## Task item
Return the lines of the data below in which the string "LedgerReader" occurs.
━━━ Information given
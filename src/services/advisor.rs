//! Advisor service
//!
//! The orchestration façade callers talk to: fetches aggregates from a
//! [`LedgerReader`] and forwards them to the pure calculators. Holds no
//! state of its own and performs no computation beyond catalog name
//! resolution, so every operation is as repeatable as the snapshot the
//! ledger hands over.

use chrono::{Datelike, Duration, NaiveDate};
use tracing::debug;

use crate::error::SpendwiseResult;
use crate::ledger::{LedgerReader, StatWindow};
use crate::models::{
    BudgetCategory, BudgetMonth, CategoryId, CategoryRate, Money, RateResult, Recommendation,
    UserId,
};
use crate::services::{allowance, recommend, stats};

/// Stateless façade over a ledger for the engine's read operations
pub struct Advisor<'a> {
    ledger: &'a dyn LedgerReader,
}

impl<'a> Advisor<'a> {
    /// Create a new advisor over a ledger
    pub fn new(ledger: &'a dyn LedgerReader) -> Self {
        Self { ledger }
    }

    /// Propose a per-category split of `total_amount` from population
    /// averages over `window`
    pub fn recommend_budget(
        &self,
        total_amount: Money,
        window: StatWindow,
    ) -> SpendwiseResult<Recommendation> {
        debug!(total = %total_amount, "building budget recommendation");
        let averages = self.ledger.population_averages(window)?;
        recommend::recommend(total_amount, &averages)
    }

    /// Recommend how much the user can spend today per budgeted category
    pub fn today_allowance(
        &self,
        user_id: UserId,
        today: NaiveDate,
    ) -> SpendwiseResult<Recommendation> {
        debug!(user = %user_id, %today, "computing today's allowance");
        let month = BudgetMonth::from_date(today);
        let budgets = self.ledger.month_budgets(user_id, month)?;
        let spent = self
            .ledger
            .month_spend_before_day(user_id, month, today.day())?;
        let floor = self.ledger.minimum_daily_floor(user_id)?;
        allowance::allocate_today(&budgets, &spent, floor, today)
    }

    /// Per-category spending rates: this month so far against the same
    /// day window of the previous month
    pub fn monthly_spending_rates(
        &self,
        user_id: UserId,
        today: NaiveDate,
    ) -> SpendwiseResult<Vec<CategoryRate>> {
        let month = BudgetMonth::from_date(today);
        let current = self
            .ledger
            .month_spend_before_day(user_id, month, today.day())?;
        let reference = self
            .ledger
            .month_spend_before_day(user_id, month.prev(), today.day())?;
        Ok(named_rates(stats::compare_rate(&current, &reference)?))
    }

    /// Per-category spending rates: today against the same weekday one
    /// week earlier
    pub fn weekly_spending_rates(
        &self,
        user_id: UserId,
        today: NaiveDate,
    ) -> SpendwiseResult<Vec<CategoryRate>> {
        let current = self.ledger.day_spend(user_id, today)?;
        let reference = self.ledger.day_spend(user_id, today - Duration::days(7))?;
        Ok(named_rates(stats::compare_rate(&current, &reference)?))
    }

    /// The user's month-to-date spending as a percentage of the peer total
    pub fn peer_spending_rate(
        &self,
        user_id: UserId,
        today: NaiveDate,
    ) -> SpendwiseResult<RateResult> {
        debug!(user = %user_id, %today, "comparing spend against peers");
        let month = BudgetMonth::from_date(today);
        // Month-to-date runs through today, so the before-day cutoff is
        // tomorrow's day number.
        let mine = self
            .ledger
            .month_spend_before_day(user_id, month, today.day() + 1)?
            .total();
        let peers = self
            .ledger
            .peer_spend_total(user_id, StatWindow::MonthToDate(today))?;
        stats::compare_totals(mine, peers)
    }
}

/// Attach catalog display names to raw per-category rates
fn named_rates(
    rates: impl IntoIterator<Item = (CategoryId, RateResult)>,
) -> Vec<CategoryRate> {
    rates
        .into_iter()
        .map(|(category_id, rate)| CategoryRate {
            category_id,
            category_name: category_name(category_id),
            rate,
        })
        .collect()
}

/// Resolve a display name, falling back to the raw id for categories the
/// catalog does not know
fn category_name(category_id: CategoryId) -> String {
    match BudgetCategory::from_id(category_id) {
        Some(category) => category.name().to_string(),
        None => category_id.to_string(),
    }
}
━━━━━━
## Expected output
//! [`LedgerReader`] and forwards them to the pure calculators. Holds no
use crate::ledger::{LedgerReader, StatWindow};
    ledger: &'a dyn LedgerReader,
    pub fn new(ledger: &'a dyn LedgerReader) -> Self {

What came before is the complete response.